Data under study START
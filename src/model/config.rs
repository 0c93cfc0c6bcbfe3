//! 分類器設定管理モジュール
//!
//! 計算デバイスやモデルファイルの場所、OOD閾値をJSON形式で保存・読み込みします。
//! 設定は起動時に一度だけ解決され、その後は変更されません。

use serde::{Deserialize, Serialize};
use std::fs;
use std::path::{Path, PathBuf};

use crate::model::loader::ArtifactFormat;
use crate::types::DEFAULT_OOD_THRESHOLD;

/// 計算デバイスの種類
#[derive(Debug, Clone, Copy, Serialize, Deserialize, PartialEq, Eq, Default)]
pub enum DeviceType {
    /// GPUが使えればWGPU、使えなければCPU
    #[default]
    Auto,
    /// WGPU (GPU) バックエンド
    Wgpu,
    /// NdArray (CPU) バックエンド
    Cpu,
}

impl std::fmt::Display for DeviceType {
    fn fmt(&self, f: &mut std::fmt::Formatter<'_>) -> std::fmt::Result {
        match self {
            DeviceType::Auto => write!(f, "Auto"),
            DeviceType::Wgpu => write!(f, "WGPU (GPU)"),
            DeviceType::Cpu => write!(f, "CPU (NdArray)"),
        }
    }
}

/// モデル設定
#[derive(Debug, Clone, Serialize, Deserialize)]
pub struct ModelSettings {
    /// モデルアーティファクトのパス
    pub model_path: String,
    /// メタデータ（class_names）のパス
    #[serde(default)]
    pub metadata_path: Option<String>,
    /// アーティファクト形式の明示指定（未指定ならファイルから判定）
    #[serde(default)]
    pub artifact_format: Option<ArtifactFormat>,
    /// ドロップアウト率（重みのみの形式でアーキテクチャを再構築する際に使用）
    #[serde(default = "default_dropout")]
    pub dropout: f64,
}

fn default_dropout() -> f64 {
    0.5
}

impl Default for ModelSettings {
    fn default() -> Self {
        Self {
            model_path: "saved_models/car_classifier.mpk".to_string(),
            metadata_path: Some("saved_models/car_classifier_metadata.json".to_string()),
            artifact_format: None,
            dropout: default_dropout(),
        }
    }
}

impl ModelSettings {
    pub fn model_path(&self) -> PathBuf {
        PathBuf::from(&self.model_path)
    }

    pub fn metadata_path(&self) -> Option<PathBuf> {
        self.metadata_path.as_ref().map(PathBuf::from)
    }
}

/// 分類器設定
#[derive(Debug, Clone, Serialize, Deserialize)]
pub struct ClassifierConfig {
    /// 計算デバイスの種類
    #[serde(default)]
    pub device_type: DeviceType,
    /// モデル設定
    #[serde(default)]
    pub model: ModelSettings,
    /// OOD判定の既定閾値
    #[serde(default = "default_ood_threshold")]
    pub ood_threshold: f32,
}

fn default_ood_threshold() -> f32 {
    DEFAULT_OOD_THRESHOLD
}

impl Default for ClassifierConfig {
    fn default() -> Self {
        Self {
            device_type: DeviceType::default(),
            model: ModelSettings::default(),
            ood_threshold: default_ood_threshold(),
        }
    }
}

impl ClassifierConfig {
    /// 設定ファイルのデフォルトパス
    pub fn default_path() -> PathBuf {
        PathBuf::from("config.json")
    }

    /// 設定を読み込む
    pub fn load<P: AsRef<Path>>(path: P) -> anyhow::Result<Self> {
        let content = fs::read_to_string(path)?;
        let config: ClassifierConfig = serde_json::from_str(&content)?;
        Ok(config)
    }

    /// 指定パスから設定を読み込む、存在しない場合はデフォルト設定を返す
    pub fn load_or_default_from<P: AsRef<Path>>(path: P) -> Self {
        let path = path.as_ref();
        if path.exists() {
            match Self::load(path) {
                Ok(config) => {
                    tracing::info!(path = %path.display(), "Loaded classifier config");
                    config
                }
                Err(e) => {
                    tracing::warn!(
                        path = %path.display(),
                        error = %e,
                        "Failed to load classifier config, using defaults"
                    );
                    Self::default()
                }
            }
        } else {
            tracing::info!(path = %path.display(), "Config file not found, using defaults");
            Self::default()
        }
    }

    /// デフォルトパスから設定を読み込む
    pub fn load_or_default() -> Self {
        Self::load_or_default_from(Self::default_path())
    }

    /// 設定を保存する
    pub fn save<P: AsRef<Path>>(&self, path: P) -> anyhow::Result<()> {
        let content = serde_json::to_string_pretty(self)?;
        fs::write(path, content)?;
        Ok(())
    }

    /// 計算デバイスを設定
    pub fn set_device_type(&mut self, device_type: DeviceType) {
        self.device_type = device_type;
    }

    /// モデルパスを設定
    pub fn set_model_path(&mut self, path: String) {
        self.model.model_path = path;
    }

    /// 設定情報を表示
    pub fn display(&self) {
        println!("=== 分類器設定 ===");
        println!("計算デバイス: {}", self.device_type);
        println!("モデルパス: {}", self.model.model_path);
        if let Some(ref metadata) = self.model.metadata_path {
            println!("メタデータ: {}", metadata);
        }
        if let Some(format) = self.model.artifact_format {
            println!("アーティファクト形式: {:?}", format);
        }
        println!("ドロップアウト率: {}", self.model.dropout);
        println!("OOD閾値: {}", self.ood_threshold);
        println!("==================\n");
    }
}

#[cfg(test)]
mod tests {
    use super::*;

    #[test]
    fn test_default_config() {
        let config = ClassifierConfig::default();
        assert_eq!(config.device_type, DeviceType::Auto);
        assert_eq!(config.ood_threshold, 0.5);
        assert!(config.model.artifact_format.is_none());
    }

    #[test]
    fn test_serialize_deserialize() {
        let mut config = ClassifierConfig::default();
        config.set_device_type(DeviceType::Cpu);
        config.model.artifact_format = Some(ArtifactFormat::FullModel);

        let json = serde_json::to_string(&config).unwrap();
        let deserialized: ClassifierConfig = serde_json::from_str(&json).unwrap();

        assert_eq!(deserialized.device_type, DeviceType::Cpu);
        assert_eq!(deserialized.model.artifact_format, Some(ArtifactFormat::FullModel));
        assert_eq!(deserialized.model.model_path, config.model.model_path);
    }

    #[test]
    fn test_partial_config_uses_defaults() {
        let config: ClassifierConfig =
            serde_json::from_str(r#"{"model": {"model_path": "models/weights.mpk"}}"#).unwrap();

        assert_eq!(config.device_type, DeviceType::Auto);
        assert_eq!(config.model.model_path(), PathBuf::from("models/weights.mpk"));
        assert!(config.model.metadata_path().is_none());
        assert_eq!(config.model.dropout, 0.5);
        assert_eq!(config.ood_threshold, 0.5);

        let forced: ClassifierConfig = serde_json::from_str(
            r#"{"model": {"model_path": "models/car_classifier.pth", "artifact_format": "torch_state_dict"}}"#,
        )
        .unwrap();
        assert_eq!(forced.model.artifact_format, Some(ArtifactFormat::TorchStateDict));
    }

    #[test]
    fn test_load_or_default_from_missing_file() {
        let config = ClassifierConfig::load_or_default_from("no/such/config.json");
        assert_eq!(config.model.model_path, ModelSettings::default().model_path);
    }

    #[test]
    fn test_save_and_load() {
        let dir = tempfile::tempdir().unwrap();
        let path = dir.path().join("config.json");

        let mut config = ClassifierConfig::default();
        config.set_model_path("models/car_classifier_full.tar.gz".to_string());
        config.ood_threshold = 0.7;
        config.save(&path).unwrap();

        let loaded = ClassifierConfig::load(&path).unwrap();
        assert_eq!(loaded.model.model_path, "models/car_classifier_full.tar.gz");
        assert_eq!(loaded.ood_threshold, 0.7);
    }

    #[test]
    fn test_device_type_display() {
        assert_eq!(format!("{}", DeviceType::Wgpu), "WGPU (GPU)");
        assert_eq!(format!("{}", DeviceType::Cpu), "CPU (NdArray)");
    }
}
//! 車種分類モデルの定義
//!
//! 共有バックボーンの特徴ベクトルから、車種分類ヘッドと
//! OOD（車かどうか）判定ヘッドの2つの出力を計算します。

use burn::{
    config::Config,
    module::Module,
    nn::{Dropout, DropoutConfig, Linear, LinearConfig},
    tensor::{backend::Backend, Tensor},
};

use crate::ml::backbone::{EfficientNet, EfficientNetConfig};

/// 画像サイズ
pub const IMAGE_SIZE: usize = 224;

/// EfficientNet-B0 の特徴次元
pub const FEATURE_DIM: usize = 1280;

/// モデル設定
#[derive(Config, Debug)]
pub struct ModelConfig {
    /// 車種クラス数
    pub num_classes: usize,
    /// ドロップアウト率
    #[config(default = 0.5)]
    pub dropout: f64,
    /// バックボーン構成
    #[config(default = "EfficientNetConfig::b0()")]
    pub backbone: EfficientNetConfig,
}

impl ModelConfig {
    /// モデルを初期化（重みは未学習）
    pub fn init<B: Backend>(&self, device: &B::Device) -> CarClassifierWithOod<B> {
        let feature_dim = self.backbone.feature_dim();

        tracing::debug!(
            num_classes = self.num_classes,
            feature_dim,
            dropout = self.dropout,
            "Building dual-head classifier"
        );

        CarClassifierWithOod {
            backbone: self.backbone.init(device),
            car_classifier: ClassifierHead::new(feature_dim, self.num_classes, self.dropout, device),
            ood_classifier: ClassifierHead::new(feature_dim, 1, self.dropout, device),
        }
    }
}

/// Dropout -> Linear
#[derive(Module, Debug)]
pub struct ClassifierHead<B: Backend> {
    dropout: Dropout,
    linear: Linear<B>,
}

impl<B: Backend> ClassifierHead<B> {
    fn new(d_input: usize, d_output: usize, dropout: f64, device: &B::Device) -> Self {
        Self {
            dropout: DropoutConfig::new(dropout).init(),
            linear: LinearConfig::new(d_input, d_output).init(device),
        }
    }

    fn forward(&self, features: Tensor<B, 2>) -> Tensor<B, 2> {
        self.linear.forward(self.dropout.forward(features))
    }

    /// (入力次元, 出力次元)
    pub fn dims(&self) -> [usize; 2] {
        self.linear.weight.val().dims()
    }
}

/// OOD判定付き車種分類モデル
///
/// # アーキテクチャ
/// - バックボーン: EfficientNet（分類層なし）-> 特徴ベクトル
/// - 車種分類ヘッド: Dropout -> Linear(feature_dim -> num_classes)
/// - OODヘッド: Dropout -> Linear(feature_dim -> 1)
///
/// バックボーンは1回だけ計算し、両ヘッドで同じ特徴を使います。
#[derive(Module, Debug)]
pub struct CarClassifierWithOod<B: Backend> {
    backbone: EfficientNet<B>,
    car_classifier: ClassifierHead<B>,
    ood_classifier: ClassifierHead<B>,
}

impl<B: Backend> CarClassifierWithOod<B> {
    /// 順伝播
    ///
    /// # 引数
    /// - `images`: バッチ画像 [batch_size, 3, 224, 224]
    ///
    /// # 戻り値
    /// - (車種ロジット [batch_size, num_classes], OODロジット [batch_size, 1])
    pub fn forward(&self, images: Tensor<B, 4>) -> (Tensor<B, 2>, Tensor<B, 2>) {
        let features = self.backbone.forward(images);

        let car_logits = self.car_classifier.forward(features.clone());
        let ood_logits = self.ood_classifier.forward(features);

        (car_logits, ood_logits)
    }

    /// 車種分類ヘッドの出力次元
    pub fn num_classes(&self) -> usize {
        self.car_classifier.dims()[1]
    }

    /// 車種分類ヘッド
    pub fn car_head(&self) -> &ClassifierHead<B> {
        &self.car_classifier
    }

    /// OODヘッド
    pub fn ood_head(&self) -> &ClassifierHead<B> {
        &self.ood_classifier
    }
}
pub mod backbone;
pub mod ml_model;
pub mod preprocess;
pub mod inference;
pub mod classifier;

pub use backbone::{EfficientNet, EfficientNetConfig, MbConvStageConfig};
pub use ml_model::{CarClassifierWithOod, ClassifierHead, ModelConfig, FEATURE_DIM, IMAGE_SIZE};
pub use preprocess::{ImagePreprocessor, ImageSource, IMAGENET_MEAN, IMAGENET_STD};
pub use inference::InferenceEngine;
pub use classifier::{Classifier, ImageClassifier};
Data under study END
Your output must be the lines of the material above, from the first through the line that contains "pub fn metadata_path(&self)", copied exactly. Include both endpoints and nothing else.

filename src/model/config.rs
repository 0c93cfc0c6bcbfe3
//! 分類器設定管理モジュール
//!
//! 計算デバイスやモデルファイルの場所、OOD閾値をJSON形式で保存・読み込みします。
//! 設定は起動時に一度だけ解決され、その後は変更されません。

use serde::{Deserialize, Serialize};
use std::fs;
use std::path::{Path, PathBuf};

use crate::model::loader::ArtifactFormat;
use crate::types::DEFAULT_OOD_THRESHOLD;

/// 計算デバイスの種類
#[derive(Debug, Clone, Copy, Serialize, Deserialize, PartialEq, Eq, Default)]
pub enum DeviceType {
    /// GPUが使えればWGPU、使えなければCPU
    #[default]
    Auto,
    /// WGPU (GPU) バックエンド
    Wgpu,
    /// NdArray (CPU) バックエンド
    Cpu,
}

impl std::fmt::Display for DeviceType {
    fn fmt(&self, f: &mut std::fmt::Formatter<'_>) -> std::fmt::Result {
        match self {
            DeviceType::Auto => write!(f, "Auto"),
            DeviceType::Wgpu => write!(f, "WGPU (GPU)"),
            DeviceType::Cpu => write!(f, "CPU (NdArray)"),
        }
    }
}

/// モデル設定
#[derive(Debug, Clone, Serialize, Deserialize)]
pub struct ModelSettings {
    /// モデルアーティファクトのパス
    pub model_path: String,
    /// メタデータ（class_names）のパス
    #[serde(default)]
    pub metadata_path: Option<String>,
    /// アーティファクト形式の明示指定（未指定ならファイルから判定）
    #[serde(default)]
    pub artifact_format: Option<ArtifactFormat>,
    /// ドロップアウト率（重みのみの形式でアーキテクチャを再構築する際に使用）
    #[serde(default = "default_dropout")]
    pub dropout: f64,
}

fn default_dropout() -> f64 {
    0.5
}

impl Default for ModelSettings {
    fn default() -> Self {
        Self {
            model_path: "saved_models/car_classifier.mpk".to_string(),
            metadata_path: Some("saved_models/car_classifier_metadata.json".to_string()),
            artifact_format: None,
            dropout: default_dropout(),
        }
    }
}

impl ModelSettings {
    pub fn model_path(&self) -> PathBuf {
        PathBuf::from(&self.model_path)
    }

    pub fn metadata_path(&self) -> Option<PathBuf> {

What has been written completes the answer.